Items from a dataset

────────────────

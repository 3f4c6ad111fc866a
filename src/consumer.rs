//! Consumers built purely on subscribe/unsubscribe.

use std::sync::Arc;
use std::time::SystemTime;

use serde::{Deserialize, Serialize};
use tokio::sync::watch;
use tracing::{debug, warn};

use crate::binding::{BindOptions, Binding, BindingDeps, BindingStatus, Subscriber};
use crate::core::Envelope;
use crate::registry::TopicHandler;
use crate::transport::WsTransport;
use crate::transport::tungstenite::TungsteniteTransport;

pub const SYSTEM_METRICS: &str = "system_metrics";

/// Default path of the metrics stream.
pub const METRICS_PATH: &str = "/ws/metrics";

#[derive(Clone, Debug, Default, PartialEq)]
pub struct SnapshotState {
    /// Most recent envelope on the topic, kept whole.
    pub value: Option<Envelope>,
    /// Local receipt time of `value`.
    pub last_update: Option<SystemTime>,
}

struct Attachment {
    subscriber: Subscriber,
    status: watch::Receiver<BindingStatus>,
}

/// Caches the latest envelope seen on one topic.
pub struct LatestSnapshot {
    topic: String,
    state: Arc<watch::Sender<SnapshotState>>,
    handler: TopicHandler,
    attached: Option<Attachment>,
}

impl LatestSnapshot {
    pub fn new(topic: impl Into<String>) -> Self {
        let topic = topic.into();
        let (state, _) = watch::channel(SnapshotState::default());
        let state = Arc::new(state);
        let handler = {
            let topic = topic.clone();
            let state = Arc::clone(&state);
            TopicHandler::new(move |envelope| {
                if envelope.topic() != topic {
                    return;
                }
                state.send_replace(SnapshotState {
                    value: Some(envelope.clone()),
                    last_update: Some(SystemTime::now()),
                });
            })
        };
        Self {
            topic,
            state,
            handler,
            attached: None,
        }
    }

    /// Subscribe through `binding`, replacing any previous attachment.
    pub fn attach<T: WsTransport>(&mut self, binding: &Binding<T>) -> bool {
        self.detach();
        let subscriber = binding.subscriber().clone();
        let added = subscriber.subscribe(&self.topic, self.handler.clone());
        self.attached = Some(Attachment {
            subscriber,
            status: binding.watch_status(),
        });
        added
    }

    /// Unsubscribe the handler registered by `attach`.
    pub fn detach(&mut self) -> bool {
        match self.attached.take() {
            Some(attachment) => attachment.subscriber.unsubscribe(&self.topic, &self.handler),
            None => false,
        }
    }

    pub fn is_attached(&self) -> bool {
        self.attached.is_some()
    }

    /// Feed one envelope directly; envelopes on other topics are ignored.
    pub fn handle(&self, envelope: &Envelope) {
        self.handler.call(envelope);
    }

    pub fn topic(&self) -> &str {
        &self.topic
    }

    pub fn handler(&self) -> &TopicHandler {
        &self.handler
    }

    pub fn value(&self) -> Option<Envelope> {
        self.state.borrow().value.clone()
    }

    pub fn last_update(&self) -> Option<SystemTime> {
        self.state.borrow().last_update
    }

    pub fn snapshot(&self) -> SnapshotState {
        self.state.borrow().clone()
    }

    /// Changes only when a matching envelope arrives.
    pub fn watch(&self) -> watch::Receiver<SnapshotState> {
        self.state.subscribe()
    }

    pub fn is_connected(&self) -> bool {
        self.attached
            .as_ref()
            .is_some_and(|a| a.status.borrow().is_connected)
    }
}

impl Drop for LatestSnapshot {
    fn drop(&mut self) {
        self.detach();
    }
}

#[derive(Clone, Debug, PartialEq, Serialize, Deserialize)]
pub struct CpuMetrics {
    pub percent: f64,
    pub count: u32,
}

#[derive(Clone, Debug, PartialEq, Serialize, Deserialize)]
pub struct MemoryMetrics {
    pub total_gb: f64,
    pub used_gb: f64,
    pub available_gb: f64,
    pub percent: f64,
}

#[derive(Clone, Debug, PartialEq, Serialize, Deserialize)]
pub struct DiskMetrics {
    pub total_gb: f64,
    pub used_gb: f64,
    pub free_gb: f64,
    pub percent: f64,
}

/// Payload of a `system_metrics` envelope. `timestamp` is the server's, verbatim.
#[derive(Clone, Debug, PartialEq, Serialize, Deserialize)]
pub struct SystemMetrics {
    pub timestamp: String,
    pub cpu: CpuMetrics,
    pub memory: MemoryMetrics,
    pub disk: DiskMetrics,
}

/// Live system metrics: a binding on the metrics path plus a `system_metrics`
/// snapshot attached to it.
pub struct RealtimeMetrics<T: WsTransport = TungsteniteTransport> {
    binding: Binding<T>,
    snapshot: LatestSnapshot,
}

impl<T: WsTransport> RealtimeMetrics<T> {
    /// Bind [`METRICS_PATH`] and connect.
    pub async fn mount(deps: BindingDeps<T>) -> Self {
        Self::mount_with(METRICS_PATH, BindOptions::auto(), deps).await
    }

    pub async fn mount_with(
        path: impl Into<String>,
        options: BindOptions,
        deps: BindingDeps<T>,
    ) -> Self {
        let mut binding = Binding::new(path, options, deps);
        let mut snapshot = LatestSnapshot::new(SYSTEM_METRICS);
        // Attach before connecting so the first frame is not missed.
        snapshot.attach(&binding);
        if binding.options().auto_connect {
            binding.connect().await;
        }
        Self { binding, snapshot }
    }

    /// Switch paths; the snapshot follows the new binding. The cached value is kept
    /// until the new stream delivers.
    pub async fn set_path(&mut self, path: impl Into<String>) {
        if !self.binding.repath(path.into()).await {
            return;
        }
        self.snapshot.attach(&self.binding);
        if self.binding.options().auto_connect {
            self.binding.connect().await;
        }
    }

    pub async fn unmount(mut self) {
        self.snapshot.detach();
        self.binding.unbind().await;
    }

    /// Latest metrics, if one has arrived and decodes.
    pub fn metrics(&self) -> Option<SystemMetrics> {
        let envelope = self.snapshot.value()?;
        match envelope.decode::<SystemMetrics>() {
            Ok(metrics) => Some(metrics),
            Err(err) => {
                warn!(topic = SYSTEM_METRICS, error = %err, "undecodable system metrics payload");
                None
            }
        }
    }

    pub fn value(&self) -> Option<Envelope> {
        self.snapshot.value()
    }

    pub fn last_update(&self) -> Option<SystemTime> {
        self.snapshot.last_update()
    }

    pub fn watch(&self) -> watch::Receiver<SnapshotState> {
        self.snapshot.watch()
    }

    pub fn is_connected(&self) -> bool {
        self.binding.is_connected()
    }

    pub fn snapshot(&self) -> &LatestSnapshot {
        &self.snapshot
    }

    pub fn binding(&self) -> &Binding<T> {
        &self.binding
    }

    /// Deliver an envelope as if it came off the socket.
    pub fn handle(&self, envelope: &Envelope) {
        debug!(topic = envelope.topic(), "metrics envelope delivered directly");
        self.binding.registry().dispatch(envelope);
    }
}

────────────────

_Description of the task_
One number is all the reply should hold: how many lines in these records include the word "String".

_Worked solution_
5